Self-Supervised Multiple Instance Learning for Acute Myeloid Leukemia Classification
Salome Kazeminia, Max Joosten, Dragan Bosnacki, Carsten Marr
TL;DR
This work tackles AML genetic subtype classification from blood smears under weak labeling by pre-training an MIL encoder with self-supervised learning (SSL) methods—SimCLR, SwAV, and DINO—and integrating it into an attention-based MIL classifier. The same unlabeled dataset drives both SSL pre-training and MIL training, enabling data-efficient, cost-effective analysis without extensive single-cell annotations. Results show SSL-pretrained encoders achieve performance comparable to fully supervised pretraining, with SimCLR often delivering the best classification and attention-based interpretability toward malignant cells.

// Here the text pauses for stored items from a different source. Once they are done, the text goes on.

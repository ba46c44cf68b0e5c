//! Simulation setup steps.
//!
//! A site's setup is an ordered list of functions applied to a [`SimConfig`].
//! Sites start from [`density_site_setup`] and append their own steps; a
//! later step overwrites whatever an earlier one wrote under the same key.

use std::collections::BTreeMap;
use std::fmt;
use std::sync::Arc;

use serde::Serialize;
use serde_json::{Map, Value, json};

use crate::sites::SiteMetadata;

/// Upper bound written in place of an infinite age bin.
pub const AGE_BIN_CAP: f64 = 400000.0;
/// Upper bound written in place of an infinite parasitemia bin.
pub const PARASITEMIA_BIN_CAP: f64 = 4000000.0;

/// Simulator parameters plus custom reports, keyed by report description.
#[derive(Debug, Clone, Default, PartialEq, Serialize)]
pub struct SimConfig {
    pub params: Map<String, Value>,
    pub reports: BTreeMap<String, Value>,
}

impl SimConfig {
    pub fn new() -> Self {
        Self::default()
    }

    pub fn from_params(params: Map<String, Value>) -> Self {
        Self {
            params,
            reports: BTreeMap::new(),
        }
    }

    pub fn set_param(&mut self, name: &str, value: impl Into<Value>) {
        self.params.insert(name.to_string(), value.into());
    }

    pub fn update_params(&mut self, params: &Map<String, Value>) {
        for (name, value) in params {
            self.params.insert(name.clone(), value.clone());
        }
    }

    pub fn param(&self, name: &str) -> Option<&Value> {
        self.params.get(name)
    }

    pub fn add_report(&mut self, description: &str, report: Value) {
        self.reports.insert(description.to_string(), report);
    }
}

#[derive(Clone)]
pub struct SetupFn(Arc<dyn Fn(&mut SimConfig) + Send + Sync>);

impl SetupFn {
    pub fn new(f: impl Fn(&mut SimConfig) + Send + Sync + 'static) -> Self {
        Self(Arc::new(f))
    }

    pub fn apply(&self, config: &mut SimConfig) {
        (self.0)(config)
    }
}

impl fmt::Debug for SetupFn {
    fn fmt(&self, f: &mut fmt::Formatter<'_>) -> fmt::Result {
        f.write_str("SetupFn")
    }
}

pub fn apply_all(steps: &[SetupFn], config: &mut SimConfig) {
    for step in steps {
        step.apply(config);
    }
}

pub fn config_setup_fn(duration: u32) -> SetupFn {
    SetupFn::new(move |config| config.set_param("Simulation_Duration", duration))
}

pub fn update_params_fn(params: Map<String, Value>) -> SetupFn {
    SetupFn::new(move |config| config.update_params(&params))
}

#[derive(Debug, Clone, PartialEq)]
pub struct SummaryReportSpec {
    pub start: f64,
    pub interval: f64,
    pub description: String,
    pub parasitemia_bins: Vec<f64>,
    pub age_bins: Vec<f64>,
}

/// Empty bin lists are left out so the simulator falls back to its defaults.
pub fn summary_report_fn(spec: SummaryReportSpec) -> SetupFn {
    SetupFn::new(move |config| {
        let mut report = Map::new();
        report.insert("class".to_string(), json!("MalariaSummaryReport"));
        report.insert("Start_Day".to_string(), json!(spec.start));
        report.insert("Reporting_Interval".to_string(), json!(spec.interval));
        report.insert("Description".to_string(), json!(spec.description));
        if !spec.parasitemia_bins.is_empty() {
            report.insert("Parasitemia_Bins".to_string(), json!(spec.parasitemia_bins));
        }
        if !spec.age_bins.is_empty() {
            report.insert("Age_Bins".to_string(), json!(spec.age_bins));
        }
        config.add_report(&spec.description, Value::Object(report));
    })
}

/// Steps shared by every density site: a monthly summary report over the
/// site's own bins.
pub fn density_site_setup(metadata: &SiteMetadata) -> Vec<SetupFn> {
    vec![summary_report_fn(SummaryReportSpec {
        start: 1.0,
        interval: 365.0 / 12.0,
        description: "Monthly_Report".to_string(),
        parasitemia_bins: metadata.parasitemia_bins.capped(PARASITEMIA_BIN_CAP),
        age_bins: metadata.age_bins.capped(AGE_BIN_CAP),
    })]
}
use malaria_calib::{ReferenceTable, Result, StudySite};
use serde::Serialize;

/// Provenance record written next to a reference table.
#[derive(Debug, Serialize)]
pub struct Manifest {
    pub site: String,
    pub village: String,
    pub rows: usize,
    pub channels: Vec<String>,
    pub dates: Vec<u32>,
    pub sha256: String,
}

impl Manifest {
    pub fn new(site: &StudySite, table: &ReferenceTable) -> Result<Manifest> {
        Ok(Manifest {
            site: site.name().to_string(),
            village: site.metadata().village.clone(),
            rows: table.len(),
            channels: table.channels().into_iter().map(String::from).collect(),
            dates: table.dates(),
            sha256: table.digest()?,
        })
    }
}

The approach demonstrates the practical potential of SSL in MIL for medical image analysis, advancing data-efficient, explainable AI for AML diagnosis.
Abstract
Automated disease diagnosis using medical image analysis relies on deep learning, often requiring large labeled datasets for supervised model training. Diseases like Acute Myeloid Leukemia (AML) pose challenges due to scarce and costly annotations on a single-cell level. Multiple Instance Learning (MIL) addresses weakly labeled scenarios but necessitates powerful encoders typically trained with labeled data. In this study, we explore Self-Supervised Learning (SSL) as a pre-training approach for MIL-based AML subtype classification from blood smears, removing the need for labeled data during encoder training. We investigate the three state-of-the-art SSL methods SimCLR, SwAV, and DINO, and compare their performance against supervised pre-training. Our findings show that SSL-pretrained encoders achieve comparable performance, showcasing the potential of SSL in MIL. This breakthrough offers a cost-effective and data-efficient solution, propelling the field of AI-based disease diagnosis.